Дальше Вадим не хочет продолжать свои мысли: они упираются в смерть Барончика, в которой, несомненно, будет и его вина. Он знает — так оно и получится, но одно дело — знать, другое — сказать честно самому себе, не говоря уже о жертве…
С той недодуманной мыслью Упоров вошел в шахту, торопясь приняться за работу. Чувство внутренней неустроенности продолжало оставаться при нем, как ожидание зубной боли, и с ним приходилось мириться.
— Ты — трус! — мощный удар кирки поставил восклицательный знак в конце предложения. Затем удары сыпались с размеренной частотой, и между ними были слишком короткие промежутки для глубоких переживаний.
Поганый Барончик, однако, продолжал торчать в голове ржавым гвоздем, вокруг которого гноились дурные предчувствия. Они оказались вещими. Обернувшись на крик за спиной, хотя и не поняв, в чем, собственно, дело, он уже был уверен — оно связано с Селиваном. Да, оно и должно было произойти: Дьяк начал действовать.
Бригадир увидел блеснувший свет приближающейся лампы, следом разинутый рот на мутном лице Ключика.
|
Казалось, Андрей выкрикивает бессмысленные, покалеченные узостью пространства слова:
— Бугор! Его кончают!
Ключик кричал со страхом, что было мало похоже на того, кто мог постоять за себя перед кем угодно.
Случилось что-то невероятное. Бригадир настороженно замер, держа кайло готовым к удару. Однако, прежде чем ему удалось обуздать нервы, Фунт притиснул Андрея к земляной стене, спросил с ленивым любопытством и негромко:
— Чо стряслось, Андрюша?
Ключников молчал, будто забыл о своем крике, рассматривая их с отвлеченным вниманием.
— Ну?! — бригадир тряхнул его за борт телогрейки.
Вспыхнувшая без причины злость ушла, она оказалась непрочной, как всякое зависящее от настроения чувство.
— Двое воров с нового этапа, — начал Андрей, сглотнув слюну. — Здоровые быки, с одним я на Веселом был. Пришли кончать Барончика…
— Мог и заслужить. Зачем глотку рвал? — спросил разочарованно Евлампий Граматчиков. — Такую мерзоту и грохнуть не стыдно.
Упорову думалось — они рассуждают уже о покойнике. И это обстоятельство его никак не огорчило, скорее — он испытал некоторое облегчение.
— Нет, — опять покачал головой Ключик, точно так же, как делал это с закрытым ладонью Фунта ртом. — Там другие коны, с материка. Про них не знаю. Кирюша по доброте своей душевной за него вмазался. Тогда Дьяк приказал и Кирюшу…

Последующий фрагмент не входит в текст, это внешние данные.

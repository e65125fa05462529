// Copyright (c) 2025 Felix Kahle.
//
// Permission is hereby granted, free of charge, to any person obtaining
// a copy of this software and associated documentation files (the
// "Software"), to deal in the Software without restriction, including
// without limitation the rights to use, copy, modify, merge, publish,
// distribute, sublicense, and/or sell copies of the Software, and to
// permit persons to whom the Software is furnished to do so, subject to
// the following conditions:
//
// The above copyright notice and this permission notice shall be
// included in all copies or substantial portions of the Software.
//
// THE SOFTWARE IS PROVIDED "AS IS", WITHOUT WARRANTY OF ANY KIND,
// EXPRESS OR IMPLIED, INCLUDING BUT NOT LIMITED TO THE WARRANTIES OF
// MERCHANTABILITY, FITNESS FOR A PARTICULAR PURPOSE AND
// NONINFRINGEMENT. IN NO EVENT SHALL THE AUTHORS OR COPYRIGHT HOLDERS BE
// LIABLE FOR ANY CLAIM, DAMAGES OR OTHER LIABILITY, WHETHER IN AN ACTION
// OF CONTRACT, TORT OR OTHERWISE, ARISING FROM, OUT OF OR IN CONNECTION
// WITH THE SOFTWARE OR THE USE OR OTHER DEALINGS IN THE SOFTWARE.

//! # Breadth-First Search
//!
//! The level-synchronous sibling of the backtracking strategy: level `k`
//! of the frontier holds every valid partial assignment over the first
//! `k` course groups. Pruning is identical (children violating the
//! credit ceiling or conflict budget are never materialized), so after
//! the last level the frontier holds exactly the complete valid states.
//!
//! The frontier is the working set, and it can grow with the product of
//! group sizes, so it is capped at `config.frontier_cap`; children beyond
//! the cap are dropped and counted in the statistics. Exhaustiveness is
//! traded for the bounded memory the contract demands.

use tabula_model::{
    catalog::Catalog,
    config::{SearchConfig, Selection},
    conflict::ConflictIndex,
};
use tabula_search::{
    eval::{self, Evaluator},
    monitor::search_monitor::{SearchCommand, SearchMonitor},
    result::{SearchOutcome, TerminationReason},
    scheduler::{Assignment, GroupPlan, Scheduler},
    stats::SearchStatistics,
};

/// Breadth-first expansion, one course group per level.
#[derive(Debug, Clone, Copy, Default, PartialEq, Eq)]
pub struct BreadthFirstScheduler;

impl BreadthFirstScheduler {
    #[inline]
    pub fn new() -> Self {
        Self
    }
}

impl Scheduler for BreadthFirstScheduler {
    fn name(&self) -> &str {
        "breadth-first"
    }

    fn generate_with_monitor(
        &mut self,
        catalog: &Catalog,
        conflicts: &ConflictIndex,
        selection: &Selection,
        config: &SearchConfig,
        monitor: &mut dyn SearchMonitor,
    ) -> SearchOutcome {
        let start_time = std::time::Instant::now();
        let mut stats = SearchStatistics::default();

        let Some(plan) = GroupPlan::resolve(catalog, selection) else {
            stats.set_duration(start_time.elapsed());
            return SearchOutcome::empty(TerminationReason::Exhausted, stats);
        };

        monitor.on_enter_search(catalog);
        let evaluator = Evaluator::new();

        let mut frontier = vec![Assignment::new(catalog.num_sections(), plan.len())];
        let mut aborted: Option<String> = None;

        'levels: for position in 0..plan.len() {
            let planned = plan.groups()[position];
            let variants = catalog.group(planned.group).sections();
            let mut next = Vec::new();

            for state in frontier.drain(..) {
                monitor.on_step();
                stats.on_step();
                if let SearchCommand::Terminate(reason) = monitor.search_command() {
                    aborted = Some(reason);
                    break 'levels;
                }

                for &section in variants {
                    let mut child = state.clone();
                    if child.try_choose(catalog, conflicts, config, position, section) {
                        if next.len() < config.frontier_cap {
                            next.push(child);
                        } else {
                            stats.on_dropped();
                        }
                    } else {
                        stats.on_pruned();
                    }
                }

                if !planned.mandatory {
                    // Skip arm keeps the parent state alive one level down.
                    if next.len() < config.frontier_cap {
                        next.push(state);
                    } else {
                        stats.on_dropped();
                    }
                }
            }

            frontier = next;
            if frontier.is_empty() {
                break;
            }
        }

        let mut found = Vec::new();
        if aborted.is_none() {
            for state in &frontier {
                debug_assert!(
                    state.num_chosen() >= plan.num_mandatory(),
                    "breadth-first frontier held a state missing mandatory groups: {} of {}",
                    state.num_chosen(),
                    plan.num_mandatory()
                );
                let candidate = state.to_candidate(catalog, config, &evaluator);
                stats.on_candidate();
                monitor.on_candidate_found(&candidate);
                found.push(candidate);
                if found.len() >= config.max_results.saturating_mul(8).max(64) {
                    // First complete states in level order; a bounded
                    // multiple of the requested count keeps ranking cheap.
                    break;
                }
            }
        }

        eval::rank_candidates(catalog, &mut found, config.max_results);
        stats.set_duration(start_time.elapsed());
        monitor.on_exit_search();

        let reason = match aborted {
            Some(reason) => TerminationReason::Aborted(reason),
            None => TerminationReason::Exhausted,
        };
        SearchOutcome::new(found, reason, stats)
    }
}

— Что?! — Граматчиков поймал Ключика за грудь, подтянул к себе. — Кирюша, сука, посмел?!
— Он же — Дьяк… — прошептал Ключик.
— А вы?! Козлы безрогие?! Дали ему жертву! Откупились, шкуры! Вадим…

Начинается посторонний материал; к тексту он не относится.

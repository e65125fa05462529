// Copyright (c) 2025 Felix Kahle.
//
// Permission is hereby granted, free of charge, to any person obtaining
// a copy of this software and associated documentation files (the
// "Software"), to deal in the Software without restriction, including
// without limitation the rights to use, copy, modify, merge, publish,
// distribute, sublicense, and/or sell copies of the Software, and to
// permit persons to whom the Software is furnished to do so, subject to
// the following conditions:
//
// The above copyright notice and this permission notice shall be
// included in all copies or substantial portions of the Software.
//
// THE SOFTWARE IS PROVIDED "AS IS", WITHOUT WARRANTY OF ANY KIND,
// EXPRESS OR IMPLIED, INCLUDING BUT NOT LIMITED TO THE WARRANTIES OF
// MERCHANTABILITY, FITNESS FOR A PARTICULAR PURPOSE AND
// NONINFRINGEMENT. IN NO EVENT SHALL THE AUTHORS OR COPYRIGHT HOLDERS BE
// LIABLE FOR ANY CLAIM, DAMAGES OR OTHER LIABILITY, WHETHER IN AN ACTION
// OF CONTRACT, TORT OR OTHERWISE, ARISING FROM, OUT OF OR IN CONNECTION
// WITH THE SOFTWARE OR THE USE OR OTHER DEALINGS IN THE SOFTWARE.

//! # Time Limit Monitor
//!
//! Enforces a wall-clock budget on a search. Reading the clock at every
//! step would dominate tight inner loops, so the monitor applies a
//! bitmask step filter: only steps where `(steps & clock_check_mask) == 0`
//! actually query `Instant::elapsed`. The default mask checks roughly
//! every 1,024 steps, which bounds the overshoot past the deadline to a
//! fraction of a millisecond for any realistic expansion rate.

use crate::monitor::search_monitor::{SearchCommand, SearchMonitor};
use tabula_model::{candidate::ScheduleCandidate, catalog::Catalog};

#[derive(Debug, Clone, PartialEq, Eq)]
pub struct TimeLimitMonitor {
    clock_check_mask: u64,
    steps: u64,
    time_limit: std::time::Duration,
    start_time: std::time::Instant,
}

impl TimeLimitMonitor {
    /// Default mask: check every 1,024 steps (2^10).
    const DEFAULT_STEP_CLOCK_CHECK_MASK: u64 = 0x3FF;

    #[inline]
    pub fn new(time_limit: std::time::Duration) -> Self {
        Self {
            clock_check_mask: Self::DEFAULT_STEP_CLOCK_CHECK_MASK,
            steps: 0,
            time_limit,
            start_time: std::time::Instant::now(),
        }
    }

    /// Creates a monitor with a custom step filter mask. A mask of zero
    /// checks the clock on every step.
    #[inline]
    pub fn with_clock_check_mask(time_limit: std::time::Duration, clock_check_mask: u64) -> Self {
        Self {
            clock_check_mask,
            steps: 0,
            time_limit,
            start_time: std::time::Instant::now(),
        }
    }
}

impl SearchMonitor for TimeLimitMonitor {
    fn name(&self) -> &str {
        "TimeLimitMonitor"
    }

    fn on_enter_search(&mut self, _catalog: &Catalog) {
        self.start_time = std::time::Instant::now();
        self.steps = 0;
    }

    fn on_exit_search(&mut self) {}

    fn on_candidate_found(&mut self, _candidate: &ScheduleCandidate) {}

    #[inline(always)]
    fn on_step(&mut self) {
        self.steps = self.steps.wrapping_add(1);
    }

    #[inline(always)]
    fn search_command(&self) -> SearchCommand {
        if (self.steps & self.clock_check_mask) == 0 && self.start_time.elapsed() >= self.time_limit
        {
            return SearchCommand::Terminate("time limit reached".to_string());
        }
        SearchCommand::Continue
    }
}

#[cfg(test)]
mod tests {
    use super::*;
    use std::time::{Duration, Instant};

    #[test]
    fn test_terminates_after_deadline_at_check_point() {
        let mut monitor = TimeLimitMonitor::new(Duration::from_millis(10));
        monitor.start_time = Instant::now() - Duration::from_millis(50);
        monitor.steps = 0;

        match monitor.search_command() {
            SearchCommand::Terminate(reason) => {
                assert!(reason.contains("time limit"), "unexpected reason: {reason}")
            }
            other => panic!("expected Terminate, got {:?}", other),
        }
    }

    #[test]
    fn test_skips_clock_between_mask_points() {
        let mut monitor = TimeLimitMonitor::new(Duration::from_millis(1));
        monitor.start_time = Instant::now() - Duration::from_millis(50);
        monitor.steps = 1; // 1 & 0x3FF != 0, no clock check

        assert_eq!(monitor.search_command(), SearchCommand::Continue);
    }

    #[test]
    fn test_zero_mask_always_checks() {
        let mut monitor =
            TimeLimitMonitor::with_clock_check_mask(Duration::from_millis(1), 0);
        monitor.start_time = Instant::now() - Duration::from_millis(50);
        monitor.steps = 12345;

        assert!(matches!(
            monitor.search_command(),
            SearchCommand::Terminate(_)
        ));
    }

    #[test]
    fn test_continues_before_deadline() {
        let monitor = TimeLimitMonitor::new(Duration::from_secs(3600));
        assert_eq!(monitor.search_command(), SearchCommand::Continue);
    }

    #[test]
    fn test_enter_search_resets_clock_and_steps() {
        let mut monitor = TimeLimitMonitor::new(Duration::from_secs(1));
        monitor.steps = 999;
        monitor.start_time = Instant::now() - Duration::from_secs(100);

        let catalog = tabula_model::catalog::CatalogBuilder::new().build().unwrap();
        monitor.on_enter_search(&catalog);

        assert_eq!(monitor.steps, 0);
        assert_eq!(monitor.search_command(), SearchCommand::Continue);
    }

    #[test]
    fn test_on_step_wraps() {
        let mut monitor = TimeLimitMonitor::new(Duration::from_secs(1));
        monitor.steps = u64::MAX;
        monitor.on_step();
        assert_eq!(monitor.steps, 0);
    }
}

Евлампий говорил через плечо, голос его был голосом, отталкивающим все возражения:
|
— Тебе придется меня извинить. Я должен это сделать, иначе не получается…

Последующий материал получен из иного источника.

// Copyright (c) 2025 Felix Kahle.
//
// Permission is hereby granted, free of charge, to any person obtaining
// a copy of this software and associated documentation files (the
// "Software"), to deal in the Software without restriction, including
// without limitation the rights to use, copy, modify, merge, publish,
// distribute, sublicense, and/or sell copies of the Software, and to
// permit persons to whom the Software is furnished to do so, subject to
// the following conditions:
//
// The above copyright notice and this permission notice shall be
// included in all copies or substantial portions of the Software.
//
// THE SOFTWARE IS PROVIDED "AS IS", WITHOUT WARRANTY OF ANY KIND,
// EXPRESS OR IMPLIED, INCLUDING BUT NOT LIMITED TO THE WARRANTIES OF
// MERCHANTABILITY, FITNESS FOR A PARTICULAR PURPOSE AND
// NONINFRINGEMENT. IN NO EVENT SHALL THE AUTHORS OR COPYRIGHT HOLDERS BE
// LIABLE FOR ANY CLAIM, DAMAGES OR OTHER LIABILITY, WHETHER IN AN ACTION
// OF CONTRACT, TORT OR OTHERWISE, ARISING FROM, OUT OF OR IN CONNECTION
// WITH THE SOFTWARE OR THE USE OR OTHER DEALINGS IN THE SOFTWARE.

//! # Backtracking Depth-First Search
//!
//! The exhaustive baseline: resolve one course group per depth level,
//! trying each section variant in listed order, with an explicit skip arm
//! for optional groups. A branch is cut the moment the credit ceiling or
//! the conflict budget would be exceeded: `Assignment::try_choose`
//! rejects the child before it exists, so the search never holds an
//! invalid state. Complete assignments become candidates; the run ends
//! when the space is exhausted, when `max_results` candidates have been
//! found, or when a monitor calls time.

use tabula_model::{
    candidate::ScheduleCandidate,
    catalog::Catalog,
    config::{SearchConfig, Selection},
    conflict::ConflictIndex,
};
use tabula_search::{
    eval::{self, Evaluator},
    monitor::search_monitor::{SearchCommand, SearchMonitor},
    result::{SearchOutcome, TerminationReason},
    scheduler::{Assignment, GroupPlan, Scheduler},
    stats::SearchStatistics,
};

/// Depth-first backtracking over course groups.
#[derive(Debug, Clone, Copy, Default, PartialEq, Eq)]
pub struct BacktrackingScheduler;

impl BacktrackingScheduler {
    #[inline]
    pub fn new() -> Self {
        Self
    }
}

impl Scheduler for BacktrackingScheduler {
    fn name(&self) -> &str {
        "backtracking"
    }

    fn generate_with_monitor(
        &mut self,
        catalog: &Catalog,
        conflicts: &ConflictIndex,
        selection: &Selection,
        config: &SearchConfig,
        monitor: &mut dyn SearchMonitor,
    ) -> SearchOutcome {
        let start_time = std::time::Instant::now();
        let mut stats = SearchStatistics::default();

        let Some(plan) = GroupPlan::resolve(catalog, selection) else {
            stats.set_duration(start_time.elapsed());
            return SearchOutcome::empty(TerminationReason::Exhausted, stats);
        };

        monitor.on_enter_search(catalog);

        let mut session = DfsSession {
            catalog,
            conflicts,
            config,
            plan: &plan,
            evaluator: Evaluator::new(),
            monitor,
            assignment: Assignment::new(catalog.num_sections(), plan.len()),
            found: Vec::new(),
            stats,
            aborted: None,
        };
        session.descend(0);

        let DfsSession {
            mut found,
            mut stats,
            aborted,
            monitor,
            ..
        } = session;

        eval::rank_candidates(catalog, &mut found, config.max_results);
        stats.set_duration(start_time.elapsed());
        monitor.on_exit_search();

        let reason = match aborted {
            Some(reason) => TerminationReason::Aborted(reason),
            None => TerminationReason::Exhausted,
        };
        SearchOutcome::new(found, reason, stats)
    }
}

/// Step budget of the `first_feasible` seeding search.
const SEED_STEP_CAP: u64 = 65_536;

/// Finds the first complete valid assignment in depth-first variant
/// order, within a fixed step budget. The local-search strategies use
/// this as their fallback seed when the myopic greedy pass dead-ends on
/// a feasible selection.
pub(crate) fn first_feasible(
    catalog: &Catalog,
    conflicts: &ConflictIndex,
    config: &SearchConfig,
    plan: &GroupPlan,
    stats: &mut SearchStatistics,
) -> Option<Assignment> {
    fn descend(
        catalog: &Catalog,
        conflicts: &ConflictIndex,
        config: &SearchConfig,
        plan: &GroupPlan,
        stats: &mut SearchStatistics,
        assignment: &mut Assignment,
        position: usize,
        steps: &mut u64,
    ) -> bool {
        *steps += 1;
        stats.on_step();
        if *steps > SEED_STEP_CAP {
            return false;
        }
        if position == plan.len() {
            return true;
        }

        let planned = plan.groups()[position];
        for &section in catalog.group(planned.group).sections() {
            if assignment.try_choose(catalog, conflicts, config, position, section) {
                if descend(
                    catalog, conflicts, config, plan, stats, assignment, position + 1, steps,
                ) {
                    return true;
                }
                assignment.unchoose(catalog, conflicts, position);
                stats.on_backtrack();
            } else {
                stats.on_pruned();
            }
        }

        if !planned.mandatory {
            return descend(
                catalog, conflicts, config, plan, stats, assignment, position + 1, steps,
            );
        }
        false
    }

    let mut assignment = Assignment::new(catalog.num_sections(), plan.len());
    let mut steps = 0u64;
    descend(
        catalog, conflicts, config, plan, stats, &mut assignment, 0, &mut steps,
    )
    .then_some(assignment)
}

/// Per-run state of one backtracking search.
struct DfsSession<'a> {
    catalog: &'a Catalog,
    conflicts: &'a ConflictIndex,
    config: &'a SearchConfig,
    plan: &'a GroupPlan,
    evaluator: Evaluator,
    monitor: &'a mut dyn SearchMonitor,
    assignment: Assignment,
    found: Vec<ScheduleCandidate>,
    stats: SearchStatistics,
    aborted: Option<String>,
}

impl DfsSession<'_> {
    /// Returns `true` if the search must stop: enough candidates, or a
    /// monitor said so.
    fn should_stop(&mut self) -> bool {
        if self.aborted.is_some() {
            return true;
        }
        if self.found.len() >= self.config.max_results {
            self.aborted = Some("candidate limit reached".to_string());
            return true;
        }
        if let SearchCommand::Terminate(reason) = self.monitor.search_command() {
            self.aborted = Some(reason);
            return true;
        }
        false
    }

    fn descend(&mut self, position: usize) {
        self.monitor.on_step();
        self.stats.on_step();
        if self.should_stop() {
            return;
        }

        if position == self.plan.len() {
            let candidate =
                self.assignment
                    .to_candidate(self.catalog, self.config, &self.evaluator);
            self.stats.on_candidate();
            self.monitor.on_candidate_found(&candidate);
            self.found.push(candidate);
            return;
        }

        let planned = self.plan.groups()[position];
        let variants = self.catalog.group(planned.group).sections();

        for &section in variants {
            if self
                .assignment
                .try_choose(self.catalog, self.conflicts, self.config, position, section)
            {
                self.descend(position + 1);
                self.assignment
                    .unchoose(self.catalog, self.conflicts, position);
                self.stats.on_backtrack();
                if self.aborted.is_some() {
                    return;
                }
            } else {
                self.stats.on_pruned();
            }
        }

        if !planned.mandatory {
            // Skip arm: an optional course may be left out entirely.
            self.descend(position + 1);
        }
    }
}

— Мы идем вместе, Евлампий.
Мгновенный, какой-то скачковый выбор не дал ему даже перевести дух. Он не был сделан, он — пал. Он заключал в себе будущую трагедию, обрывал двусмысленность существования, внося в него трагическую ясность.
Зэки не выпустили из рук инструмента, пошли, держа кайла, как боевые топоры, опущенные лезвием к земле.
— Сейчас подъедет майор Серякин, — доложил бригадиру Ольховский, но был едва замечен.
Они сели на лавку, расстегнув телогрейки, выпили по глотку чифира.
— Где Тихомиров? — спросил, ни к кому конкретно не обращаясь бригадир.
— Увезли в больницу.
— А Дьяк? — Граматчиков ничем не выдал своей заинтересованности во встрече с Никанором Евстафьевичем.
— Не знаю, — Ольховский зябко обхватил себя склеротическими руками. — Он был словно не в себе…
— Не в себе ему еще быть, — то ли желая подыграть Фунту, то ли искренне произнес бинтовавший грязным бинтом руку Вазелин.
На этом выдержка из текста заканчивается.